Figure 5.1 Istio architecture

In a word, Istio can be defined as a simple way to build a network of services deployed. It provides load balancing, service-to-service authentication, monitoring, and the like, without requiring any changes in service code.

As shown in the preceding figure, Istio consists of a control plane and a data plane.

(1) Data plane

  • Envoy[iv]: As a high-performance proxy written in C++, Envoy mediates inbound and outbound traffic for all services within the service mesh.

(2) Control plane

  • Mixer: Mixer executes access control and usage policies across the service mesh and collects telemetry data from Envoy and other services.
  • Pilot: collects and verifies configuration policies and spreads them to Istio components. Independent of the underlying platform, it extracts environment-specific implementation details from Mixer and Envoy and provides abstract representations of user services for them.
  • Citadel: Citadel provides strong service-to-service and end-user authentication with interactive TLS, built-in identity, and credential management.

Meanwhile, Istio provides a security mechanism which, without any modification to service code, secure services by using a sidecar container deployed near the container to which the microserivce belongs. This mechanism provides authentication and authorization functions.

(1) Authentication

Istio provides two types of authentication:

  • Transmission authentication (service-to-service authentication): Istio provides bidirectional TLS authentication as a complete authentication solution.
  • Source authentication (authentication of end users): Istio authenticates the original client requesting to be an end user or device. With JSON Web Token (JWT), Auth0, Firebase Auth, Google Auth, and custom authentication methods, Istio simplifies the developer experience and easily implements request authentication.

In the preceding circumstances, Istio stores authentication policies in the Istio Config Store through a custom Kubernetes API. Pilot, when appropriate, will keep the latest status and key for each proxy. Besides, Istio supports authentication in license mode to help users learn about what impact policy changes will have on the user’s security status before taking effect.

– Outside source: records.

use std::path::Path;

use tracing::{info, instrument, warn};

use crate::{
    data::dataset::{Dataset, LoadWarning},
    loader::{
        cost_breakdown_reader::read_cost_breakdown, csv_table::read_table, load_error::LoadError,
        table_file::TableFile,
    },
};

fn recover<T: Default>(
    table: TableFile,
    result: Result<T, LoadError>,
    warnings: &mut Vec<LoadWarning>,
) -> T {
    match result {
        Ok(rows) => rows,
        Err(LoadError::NotFound(_)) if table.is_optional() => T::default(),
        Err(error) => {
            warn!(table = table.table_name(), "{}", error);
            warnings.push(LoadWarning::new(table.table_name(), error.to_string()));
            T::default()
        }
    }
}

fn load_rows<T: serde::de::DeserializeOwned>(
    dir: &Path,
    table: TableFile,
    warnings: &mut Vec<LoadWarning>,
) -> Vec<T> {
    let result = read_table(table.table_name(), dir.join(table.file_name()));
    recover(table, result, warnings)
}

/// Loads every table from `dir`. A table that cannot be read is replaced by an empty one and
/// reported in [`Dataset::warnings`]; loading never fails as a whole.
#[instrument(skip_all, fields(dir = %dir.as_ref().display()))]
pub fn load_dataset<P: AsRef<Path>>(dir: P) -> Dataset {
    let dir = dir.as_ref();
    let mut warnings = vec![];

    let orders = load_rows(dir, TableFile::Orders, &mut warnings);
    let routes = load_rows(dir, TableFile::Routes, &mut warnings);
    let vehicles = load_rows(dir, TableFile::Vehicles, &mut warnings);
    let delivery_performance = load_rows(dir, TableFile::DeliveryPerformance, &mut warnings);
    let cost_breakdown = recover(
        TableFile::CostBreakdown,
        read_cost_breakdown(dir.join(TableFile::CostBreakdown.file_name())),
        &mut warnings,
    );
    let feedback = load_rows(dir, TableFile::CustomerFeedback, &mut warnings);
    let inventory = load_rows(dir, TableFile::WarehouseInventory, &mut warnings);

    let dataset = Dataset {
        orders,
        vehicles,
        routes,
        delivery_performance,
        cost_breakdown,
        feedback,
        inventory,
        warnings,
    };

    info!(
        orders = dataset.orders.len(),
        vehicles = dataset.vehicles.len(),
        routes = dataset.routes.len(),
        deliveries = dataset.delivery_performance.len(),
        costs = dataset.cost_breakdown.len(),
        feedback = dataset.feedback.len(),
        warnings = dataset.warnings.len(),
        "Dataset loaded"
    );

    dataset
}

#[cfg(test)]
mod tests {
    use std::{env, fs};

    use super::*;

    fn fixtures_dir() -> std::path::PathBuf {
        env::current_dir().unwrap().join("tests/fixtures")
    }

    #[test]
    fn test_load_fixture_dataset() {
        let dataset = load_dataset(fixtures_dir());

        assert!(dataset.warnings.is_empty(), "{:?}", dataset.warnings);
        assert_eq!(dataset.orders.len(), 6);
        assert_eq!(dataset.vehicles.len(), 8);
        assert_eq!(dataset.routes.len(), 6);
        assert_eq!(dataset.delivery_performance.len(), 6);
        assert_eq!(dataset.cost_breakdown.len(), 4);
        assert_eq!(dataset.feedback.len(), 5);
        assert_eq!(dataset.inventory.len(), 3);
    }

    #[test]
    fn test_missing_files_become_empty_tables_with_warnings() {
        let dir = tempfile::tempdir().unwrap();
        fs::copy(
            fixtures_dir().join("orders.csv"),
            dir.path().join("orders.csv"),
        )
        .unwrap();

        let dataset = load_dataset(dir.path());

        assert_eq!(dataset.orders.len(), 6);
        assert!(dataset.vehicles.is_empty());
        assert!(dataset.cost_breakdown.is_empty());

        let tables: Vec<&str> = dataset.warnings.iter().map(|w| w.table.as_str()).collect();
        assert_eq!(
            tables,
            vec![
                "routes",
                "vehicles",
                "delivery_performance",
                "cost_breakdown",
                "customer_feedback"
            ]
        );
    }

    #[test]
    fn test_malformed_table_is_replaced_and_others_load() {
        let dir = tempfile::tempdir().unwrap();
        fs::copy(
            fixtures_dir().join("orders.csv"),
            dir.path().join("orders.csv"),
        )
        .unwrap();
        fs::write(
            dir.path().join("vehicle_fleet.csv"),
            "Vehicle_ID,Vehicle_Type,Capacity_KG\nVEH001,Small_Van,lots\n",
        )
        .unwrap();

        let dataset = load_dataset(dir.path());

        assert_eq!(dataset.orders.len(), 6);
        assert!(dataset.vehicles.is_empty());
        assert!(
            dataset
                .warnings
                .iter()
                .any(|warning| warning.table == "vehicles")
        );
    }

    #[test]
    fn test_blank_age_cell_keeps_fleet() {
        let dir = tempfile::tempdir().unwrap();
        fs::write(
            dir.path().join("vehicle_fleet.csv"),
            "Vehicle_ID,Vehicle_Type,Capacity_KG,Fuel_Efficiency_KM_per_L,Current_Location,\
Status,Age_Years,CO2_Emissions_Kg_per_KM\n\
VEH001,Small_Van,800,15.2,Mumbai,Available,4,0.18\n\
VEH002,Medium_Truck,3000,8.1,Delhi,Available,,0.35\n",
        )
        .unwrap();

        let dataset = load_dataset(dir.path());

        assert_eq!(dataset.vehicles.len(), 2);
        assert!(dataset.vehicles[1].age_years.is_nan());
        assert!(
            dataset
                .warnings
                .iter()
                .all(|warning| warning.table != "vehicles")
        );
    }
}
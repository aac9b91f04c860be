use serde::Serialize;

use crate::data::vehicle::Vehicle;

#[derive(Serialize, Debug, Clone, Copy, PartialEq)]
pub struct Range {
    pub min: f64,
    pub max: f64,
}

impl Range {
    fn from_values(values: impl Iterator<Item = f64>) -> Option<Range> {
        values
            .filter(|value| value.is_finite())
            .fold(None, |range: Option<Range>, value| match range {
                None => Some(Range {
                    min: value,
                    max: value,
                }),
                Some(range) => Some(Range {
                    min: range.min.min(value),
                    max: range.max.max(value),
                }),
            })
    }

    /// Position of `value` inside the range, in [0, 1]. A zero-width range maps to 1.
    pub fn position(&self, value: f64) -> f64 {
        let width = self.max - self.min;
        if width <= f64::EPSILON {
            return 1.0;
        }

        ((value - self.min) / width).clamp(0.0, 1.0)
    }
}

/// Fleet-wide bounds used to normalize efficiency features.
#[derive(Debug, Clone, Copy, PartialEq)]
pub struct FeatureRanges {
    pub fuel_efficiency: Option<Range>,
    pub co2_emissions: Option<Range>,
}

impl FeatureRanges {
    pub fn from_fleet(vehicles: &[Vehicle]) -> Self {
        FeatureRanges {
            fuel_efficiency: Range::from_values(
                vehicles.iter().map(|vehicle| vehicle.fuel_efficiency_km_per_l),
            ),
            co2_emissions: Range::from_values(
                vehicles.iter().map(|vehicle| vehicle.co2_emissions_kg_per_km),
            ),
        }
    }
}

With authentication policies, mesh operators can specify authentication requirements for services that receive requests in the Istio mesh. Figure 5.2 shows Istio’s authentication architecture. Administrators set authentication policies using the yaml configuration file and deploy them on Namespace Foo and Namespace Bar. After deployment, these policies will be stored in Istio Config Store which is monitored by Pilot. Once changes occur to policies, Pilot will convert new policies into appropriate configurations and notify the Envoy Sidecar proxy, which is at the same position as the service instance, of how to execute the required authentication mechanism. For example, the policy defined in Namespace Foo targets SvcA and therefore will work for SvcA’s Envoy Sidecar proxy. Likewise, two policies created in Namespace Bar respectively target ALL and SvcB and therefore work for proxies of the two services.

Figure 5.2 Authentication architecture of Istio

2 Authorization

Istio’s authorization feature is also known as role-based access control (RBAC) which provides namespace-level, service-level, and method-level access control for services in an Istio mesh. This function has the following characteristics:

  • Role-based semantics, which makes for ease of use.
  • Service-to-service and end user-to-service authorization.
  • High flexibility as it allows users to define attributes such as bindings between conditions and roles.
  • High performance as Istio authorization is enforced natively on Envoy.

Figure 5.3 shows the official Istio authorization architecture. The network administrator can set the Istio authorization policy using the yaml configuration file and deploy it. After deployment, this policy is stored in Istio Config Store and under the monitoring of Pilot. Once finding any changes are made to the policy, Pilot will re-obtain the policy and dispatch it to the Envoy Sidecar proxy which is at the same position as the service instance. Each Envoy Sidecar proxy will run an authorization engine which authorizes requests at runtime. When a request arrives at the proxy, its running authorization engine will evaluate the request context against the authorization policy and return the authorization result (ALLOW or Deny).

Figure 5.3 Istio authorization architecture

  • Grafeas

Grafeas is a tool launched in 2017 by Google in collaboration with JFrog and IBM among others for auditing and governing the software supply chain.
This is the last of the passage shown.